▶ **REQUIREMENT**:
Retype exactly the lines below, beginning with the first and ending with the line where "figures per row." appears.

(Dataset entries)
//! Per-message summary records and their aggregation
//!
//! Every dissected message yields a [`SipSummary`]. [`SipStats`] folds them
//! into request counts per method and response counts per status code, with
//! resend counts and setup time figures per row.

use crate::correlation::PerFrameResult;
use crate::message::SipMessage;
use crate::parser::utils::unfold_lws;
use crate::types::{FrameId, HeaderKind, Method};
use serde::{Deserialize, Serialize};
use std::collections::BTreeMap;

/// Status codes with their own statistics row. The `x99` entries collect
/// every other code of their class.
pub const WELL_KNOWN_CODES: &[(u16, &str)] = &[
    (100, "Trying"),
    (180, "Ringing"),
    (181, "Call Is Being Forwarded"),
    (182, "Queued"),
    (183, "Session Progress"),
    (199, "Informational - Others"),
    (200, "OK"),
    (202, "Accepted"),
    (204, "No Notification"),
    (299, "Success - Others"),
    (300, "Multiple Choices"),
    (301, "Moved Permanently"),
    (302, "Moved Temporarily"),
    (305, "Use Proxy"),
    (380, "Alternative Service"),
    (399, "Redirection - Others"),
    (400, "Bad Request"),
    (401, "Unauthorized"),
    (402, "Payment Required"),
    (403, "Forbidden"),
    (404, "Not Found"),
    (405, "Method Not Allowed"),
    (406, "Not Acceptable"),
    (407, "Proxy Authentication Required"),
    (408, "Request Timeout"),
    (410, "Gone"),
    (412, "Conditional Request Failed"),
    (413, "Request Entity Too Large"),
    (414, "Request-URI Too Long"),
    (415, "Unsupported Media Type"),
    (416, "Unsupported URI Scheme"),
    (420, "Bad Extension"),
    (421, "Extension Required"),
    (422, "Session Timer Too Small"),
    (423, "Interval Too Brief"),
    (428, "Use Identity Header"),
    (429, "Provide Referrer Identity"),
    (430, "Flow Failed"),
    (433, "Anonymity Disallowed"),
    (436, "Bad Identity-Info"),
    (437, "Unsupported Certificate"),
    (438, "Invalid Identity Header"),
    (439, "First Hop Lacks Outbound Support"),
    (440, "Max-Breadth Exceeded"),
    (470, "Consent Needed"),
    (480, "Temporarily Unavailable"),
    (481, "Call/Transaction Does Not Exist"),
    (482, "Loop Detected"),
    (483, "Too Many Hops"),
    (484, "Address Incomplete"),
    (485, "Ambiguous"),
    (486, "Busy Here"),
    (487, "Request Terminated"),
    (488, "Not Acceptable Here"),
    (489, "Bad Event"),
    (491, "Request Pending"),
    (493, "Undecipherable"),
    (494, "Security Agreement Required"),
    (499, "Client Error - Others"),
    (500, "Server Internal Error"),
    (501, "Not Implemented"),
    (502, "Bad Gateway"),
    (503, "Service Unavailable"),
    (504, "Server Time-out"),
    (505, "Version Not Supported"),
    (513, "Message Too Large"),
    (599, "Server Error - Others"),
    (600, "Busy Everywhere"),
    (603, "Decline"),
    (604, "Does Not Exist Anywhere"),
    (606, "Not Acceptable"),
    (699, "Global Failure - Others"),
];

/// Row for codes outside 100-699
pub const UNKNOWN_RESPONSE_CODE: u16 = 999;

/// Description of a well-known status code
pub fn code_description(code: u16) -> Option<&'static str> {
    WELL_KNOWN_CODES
        .iter()
        .find(|(c, _)| *c == code)
        .map(|(_, text)| *text)
}

/// Statistics row a status code is counted under
pub fn code_bucket(code: u16) -> u16 {
    if !(100..=699).contains(&code) {
        UNKNOWN_RESPONSE_CODE
    } else if code_description(code).is_some() {
        code
    } else {
        code / 100 * 100 + 99
    }
}

/// What the statistics sink learns about one message
#[derive(Debug, Clone, PartialEq, Eq, Serialize, Deserialize)]
pub struct SipSummary {
    pub frame: FrameId,
    pub index: u16,
    pub method: Option<Method>,
    pub status_code: Option<u16>,
    pub reason_phrase: Option<String>,
    pub resend: bool,
    pub setup_time_ms: Option<i64>,
    pub response_time_ms: Option<i64>,
    pub call_id: Option<String>,
    pub from: Option<String>,
    pub to: Option<String>,
}

impl SipSummary {
    pub fn new(frame: FrameId, index: u16, buf: &[u8], message: &SipMessage, result: &PerFrameResult) -> Self {
        let raw = |kind: HeaderKind| {
            message
                .header(kind)
                .map(|h| String::from_utf8_lossy(&unfold_lws(h.raw_value(buf))).into_owned())
        };
        Self {
            frame,
            index,
            method: message.method().cloned(),
            status_code: message.status_code(),
            reason_phrase: message
                .reason_phrase(buf)
                .map(|r| String::from_utf8_lossy(r).into_owned()),
            resend: result.is_resend(),
            setup_time_ms: result.setup_time_ms,
            response_time_ms: result.response_time_ms,
            call_id: message.call_id.clone(),
            from: raw(HeaderKind::From),
            to: raw(HeaderKind::To),
        }
    }
}

/// Counters for one request method or response code
#[derive(Debug, Clone, Default, PartialEq, Serialize, Deserialize)]
pub struct StatRow {
    pub count: u64,
    pub resent: u64,
    pub setup_count: u64,
    pub setup_total_ms: i64,
    pub min_setup_ms: Option<i64>,
    pub max_setup_ms: Option<i64>,
}

impl StatRow {
    fn record(&mut self, summary: &SipSummary) {
        self.count += 1;
        if summary.resend {
            self.resent += 1;
        }
        if let Some(setup) = summary.setup_time_ms.filter(|&ms| ms > 0) {
            self.setup_count += 1;
            self.setup_total_ms += setup;
            self.min_setup_ms = Some(self.min_setup_ms.map_or(setup, |min| min.min(setup)));
            self.max_setup_ms = Some(self.max_setup_ms.map_or(setup, |max| max.max(setup)));
        }
    }

    pub fn avg_setup_ms(&self) -> Option<f64> {
        (self.setup_count > 0).then(|| self.setup_total_ms as f64 / self.setup_count as f64)
    }
}

/// Aggregated request and response statistics
#[derive(Debug, Clone, Default, PartialEq, Serialize, Deserialize)]
pub struct SipStats {
    /// Keyed by method name
    pub requests: BTreeMap<String, StatRow>,
    /// Keyed by [`code_bucket`]
    pub responses: BTreeMap<u16, StatRow>,
}

impl SipStats {
    pub fn new() -> Self {
        Self::default()
    }

    pub fn record(&mut self, summary: &SipSummary) {
        if let Some(code) = summary.status_code {
            self.responses.entry(code_bucket(code)).or_default().record(summary);
        } else if let Some(method) = &summary.method {
            self.requests
                .entry(method.as_str().to_string())
                .or_default()
                .record(summary);
        }
    }

    pub fn total_requests(&self) -> u64 {
        self.requests.values().map(|r| r.count).sum()
    }

    pub fn total_responses(&self) -> u64 {
        self.responses.values().map(|r| r.count).sum()
    }

    pub fn total_resent(&self) -> u64 {
        self.requests
            .values()
            .chain(self.responses.values())
            .map(|r| r.resent)
            .sum()
    }
}

#[cfg(test)]
mod tests {
    use super::*;

    fn summary(method: Option<Method>, code: Option<u16>, resend: bool, setup: Option<i64>) -> SipSummary {
        SipSummary {
            frame: FrameId(1),
            index: 0,
            method,
            status_code: code,
            reason_phrase: None,
            resend,
            setup_time_ms: setup,
            response_time_ms: None,
            call_id: None,
            from: None,
            to: None,
        }
    }

    #[test]
    fn test_code_buckets() {
        assert_eq!(code_bucket(200), 200);
        assert_eq!(code_bucket(201), 299);
        assert_eq!(code_bucket(199), 199);
        assert_eq!(code_bucket(150), 199);
        assert_eq!(code_bucket(486), 486);
        assert_eq!(code_bucket(450), 499);
        assert_eq!(code_bucket(607), 699);
        assert_eq!(code_bucket(99), UNKNOWN_RESPONSE_CODE);
        assert_eq!(code_description(603), Some("Decline"));
    }

    #[test]
    fn test_request_and_response_rows() {
        let mut stats = SipStats::new();
        stats.record(&summary(Some(Method::Invite), None, false, None));
        stats.record(&summary(Some(Method::Invite), None, true, None));
        stats.record(&summary(None, Some(200), false, None));
        stats.record(&summary(None, Some(202), false, None));
        stats.record(&summary(None, Some(201), false, None));

        let invite = &stats.requests["INVITE"];
        assert_eq!(invite.count, 2);
        assert_eq!(invite.resent, 1);
        assert_eq!(stats.responses[&299].count, 1);
        assert_eq!(stats.total_requests(), 2);
        assert_eq!(stats.total_responses(), 3);
        assert_eq!(stats.total_resent(), 1);
    }

    #[test]
    fn test_setup_times() {
        let mut stats = SipStats::new();
        stats.record(&summary(Some(Method::Ack), None, false, Some(1000)));
        stats.record(&summary(Some(Method::Ack), None, false, Some(3000)));
        stats.record(&summary(Some(Method::Ack), None, false, Some(0)));
        let ack = &stats.requests["ACK"];
        assert_eq!(ack.count, 3);
        assert_eq!(ack.setup_count, 2);
        assert_eq!(ack.min_setup_ms, Some(1000));
        assert_eq!(ack.max_setup_ms, Some(3000));
        assert_eq!(ack.avg_setup_ms(), Some(2000.0));
    }
}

▶ **SOLUTION FOR THIS PROBLEM**:
//! Per-message summary records and their aggregation
//!
//! Every dissected message yields a [`SipSummary`]. [`SipStats`] folds them
//! into request counts per method and response counts per status code, with
//! resend counts and setup time figures per row.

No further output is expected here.